[WHAT TO PRODUCE] Exactly as written, give back every record below.

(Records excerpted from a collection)
================================
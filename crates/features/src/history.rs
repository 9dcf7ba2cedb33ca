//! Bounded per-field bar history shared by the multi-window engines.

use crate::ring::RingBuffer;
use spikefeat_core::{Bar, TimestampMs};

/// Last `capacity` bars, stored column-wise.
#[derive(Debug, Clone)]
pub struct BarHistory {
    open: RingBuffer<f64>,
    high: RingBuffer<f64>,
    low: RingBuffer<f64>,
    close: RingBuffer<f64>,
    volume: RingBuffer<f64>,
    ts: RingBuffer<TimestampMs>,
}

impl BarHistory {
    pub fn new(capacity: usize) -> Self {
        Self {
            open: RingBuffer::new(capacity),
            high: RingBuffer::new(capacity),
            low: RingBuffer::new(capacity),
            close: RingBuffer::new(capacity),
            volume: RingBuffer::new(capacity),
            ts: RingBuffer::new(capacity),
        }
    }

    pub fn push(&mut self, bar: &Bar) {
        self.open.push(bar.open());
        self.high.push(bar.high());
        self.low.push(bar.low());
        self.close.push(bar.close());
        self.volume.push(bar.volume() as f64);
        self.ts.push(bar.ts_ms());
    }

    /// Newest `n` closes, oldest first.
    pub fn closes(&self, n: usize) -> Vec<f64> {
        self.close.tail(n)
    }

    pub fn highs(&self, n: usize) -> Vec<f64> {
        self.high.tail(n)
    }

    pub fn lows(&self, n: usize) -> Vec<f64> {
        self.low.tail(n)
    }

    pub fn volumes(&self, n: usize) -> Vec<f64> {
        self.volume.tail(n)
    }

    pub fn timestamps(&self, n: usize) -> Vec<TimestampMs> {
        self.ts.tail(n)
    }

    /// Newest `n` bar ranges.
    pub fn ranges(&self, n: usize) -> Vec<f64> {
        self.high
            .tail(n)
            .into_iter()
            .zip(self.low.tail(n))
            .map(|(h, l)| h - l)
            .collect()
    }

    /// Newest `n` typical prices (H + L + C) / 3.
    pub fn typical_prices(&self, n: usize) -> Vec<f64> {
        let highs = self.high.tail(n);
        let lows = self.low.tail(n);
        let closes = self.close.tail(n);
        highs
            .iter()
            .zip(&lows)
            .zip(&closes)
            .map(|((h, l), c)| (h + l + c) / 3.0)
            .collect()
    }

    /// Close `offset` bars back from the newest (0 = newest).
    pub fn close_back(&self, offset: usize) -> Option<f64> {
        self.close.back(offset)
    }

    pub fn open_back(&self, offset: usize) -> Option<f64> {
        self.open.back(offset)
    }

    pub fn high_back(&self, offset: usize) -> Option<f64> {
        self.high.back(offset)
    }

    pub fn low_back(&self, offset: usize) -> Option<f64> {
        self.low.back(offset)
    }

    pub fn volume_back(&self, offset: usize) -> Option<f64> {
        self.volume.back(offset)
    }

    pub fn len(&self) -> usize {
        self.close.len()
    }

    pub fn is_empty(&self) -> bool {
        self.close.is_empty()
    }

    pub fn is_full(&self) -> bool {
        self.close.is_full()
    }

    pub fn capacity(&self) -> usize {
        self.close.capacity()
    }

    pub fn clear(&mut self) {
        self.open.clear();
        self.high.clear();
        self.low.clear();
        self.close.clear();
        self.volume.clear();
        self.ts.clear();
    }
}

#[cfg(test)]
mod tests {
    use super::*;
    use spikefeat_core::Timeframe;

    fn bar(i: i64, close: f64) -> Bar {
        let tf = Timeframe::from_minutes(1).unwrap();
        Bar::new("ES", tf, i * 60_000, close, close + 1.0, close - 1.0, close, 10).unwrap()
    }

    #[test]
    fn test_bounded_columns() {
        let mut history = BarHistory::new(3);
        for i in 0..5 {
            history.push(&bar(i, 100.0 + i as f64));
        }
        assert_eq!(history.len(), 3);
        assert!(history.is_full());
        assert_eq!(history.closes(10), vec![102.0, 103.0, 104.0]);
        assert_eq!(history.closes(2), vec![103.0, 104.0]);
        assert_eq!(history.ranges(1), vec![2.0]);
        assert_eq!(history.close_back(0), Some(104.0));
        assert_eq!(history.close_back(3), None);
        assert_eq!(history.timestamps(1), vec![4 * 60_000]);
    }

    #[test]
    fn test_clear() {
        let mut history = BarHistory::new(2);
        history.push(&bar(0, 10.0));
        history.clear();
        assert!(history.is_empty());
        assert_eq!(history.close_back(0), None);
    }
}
================================
[RESPONSE AREA]
filename crates/features/src/history.rs
repository 9dcf7ba2cedb33ca
//! Bounded per-field bar history shared by the multi-window engines.

use crate::ring::RingBuffer;
use spikefeat_core::{Bar, TimestampMs};

/// Last `capacity` bars, stored column-wise.
#[derive(Debug, Clone)]
pub struct BarHistory {
    open: RingBuffer<f64>,
    high: RingBuffer<f64>,
    low: RingBuffer<f64>,
    close: RingBuffer<f64>,
    volume: RingBuffer<f64>,
    ts: RingBuffer<TimestampMs>,
}

impl BarHistory {
    pub fn new(capacity: usize) -> Self {
        Self {
            open: RingBuffer::new(capacity),
            high: RingBuffer::new(capacity),
            low: RingBuffer::new(capacity),
            close: RingBuffer::new(capacity),
            volume: RingBuffer::new(capacity),
            ts: RingBuffer::new(capacity),
        }
    }

    pub fn push(&mut self, bar: &Bar) {
        self.open.push(bar.open());
        self.high.push(bar.high());
        self.low.push(bar.low());
        self.close.push(bar.close());
        self.volume.push(bar.volume() as f64);
        self.ts.push(bar.ts_ms());
    }

    /// Newest `n` closes, oldest first.
    pub fn closes(&self, n: usize) -> Vec<f64> {
        self.close.tail(n)
    }

    pub fn highs(&self, n: usize) -> Vec<f64> {
        self.high.tail(n)
    }

    pub fn lows(&self, n: usize) -> Vec<f64> {
        self.low.tail(n)
    }

    pub fn volumes(&self, n: usize) -> Vec<f64> {
        self.volume.tail(n)
    }

    pub fn timestamps(&self, n: usize) -> Vec<TimestampMs> {
        self.ts.tail(n)
    }

    /// Newest `n` bar ranges.
    pub fn ranges(&self, n: usize) -> Vec<f64> {
        self.high
            .tail(n)
            .into_iter()
            .zip(self.low.tail(n))
            .map(|(h, l)| h - l)
            .collect()
    }

    /// Newest `n` typical prices (H + L + C) / 3.
    pub fn typical_prices(&self, n: usize) -> Vec<f64> {
        let highs = self.high.tail(n);
        let lows = self.low.tail(n);
        let closes = self.close.tail(n);
        highs
            .iter()
            .zip(&lows)
            .zip(&closes)
            .map(|((h, l), c)| (h + l + c) / 3.0)
            .collect()
    }

    /// Close `offset` bars back from the newest (0 = newest).
    pub fn close_back(&self, offset: usize) -> Option<f64> {
        self.close.back(offset)
    }

    pub fn open_back(&self, offset: usize) -> Option<f64> {
        self.open.back(offset)
    }

    pub fn high_back(&self, offset: usize) -> Option<f64> {
        self.high.back(offset)
    }

    pub fn low_back(&self, offset: usize) -> Option<f64> {
        self.low.back(offset)
    }

    pub fn volume_back(&self, offset: usize) -> Option<f64> {
        self.volume.back(offset)
    }

    pub fn len(&self) -> usize {
        self.close.len()
    }

    pub fn is_empty(&self) -> bool {
        self.close.is_empty()
    }

    pub fn is_full(&self) -> bool {
        self.close.is_full()
    }

    pub fn capacity(&self) -> usize {
        self.close.capacity()
    }

    pub fn clear(&mut self) {
        self.open.clear();
        self.high.clear();
        self.low.clear();
        self.close.clear();
        self.volume.clear();
        self.ts.clear();
    }
}

#[cfg(test)]
mod tests {
    use super::*;
    use spikefeat_core::Timeframe;

    fn bar(i: i64, close: f64) -> Bar {
        let tf = Timeframe::from_minutes(1).unwrap();
        Bar::new("ES", tf, i * 60_000, close, close + 1.0, close - 1.0, close, 10).unwrap()
    }

    #[test]
    fn test_bounded_columns() {
        let mut history = BarHistory::new(3);
        for i in 0..5 {
            history.push(&bar(i, 100.0 + i as f64));
        }
        assert_eq!(history.len(), 3);
        assert!(history.is_full());
        assert_eq!(history.closes(10), vec![102.0, 103.0, 104.0]);
        assert_eq!(history.closes(2), vec![103.0, 104.0]);
        assert_eq!(history.ranges(1), vec![2.0]);
        assert_eq!(history.close_back(0), Some(104.0));
        assert_eq!(history.close_back(3), None);
        assert_eq!(history.timestamps(1), vec![4 * 60_000]);
    }

    #[test]
    fn test_clear() {
        let mut history = BarHistory::new(2);
        history.push(&bar(0, 10.0));
        history.clear();
        assert!(history.is_empty());
        assert_eq!(history.close_back(0), None);
    }
}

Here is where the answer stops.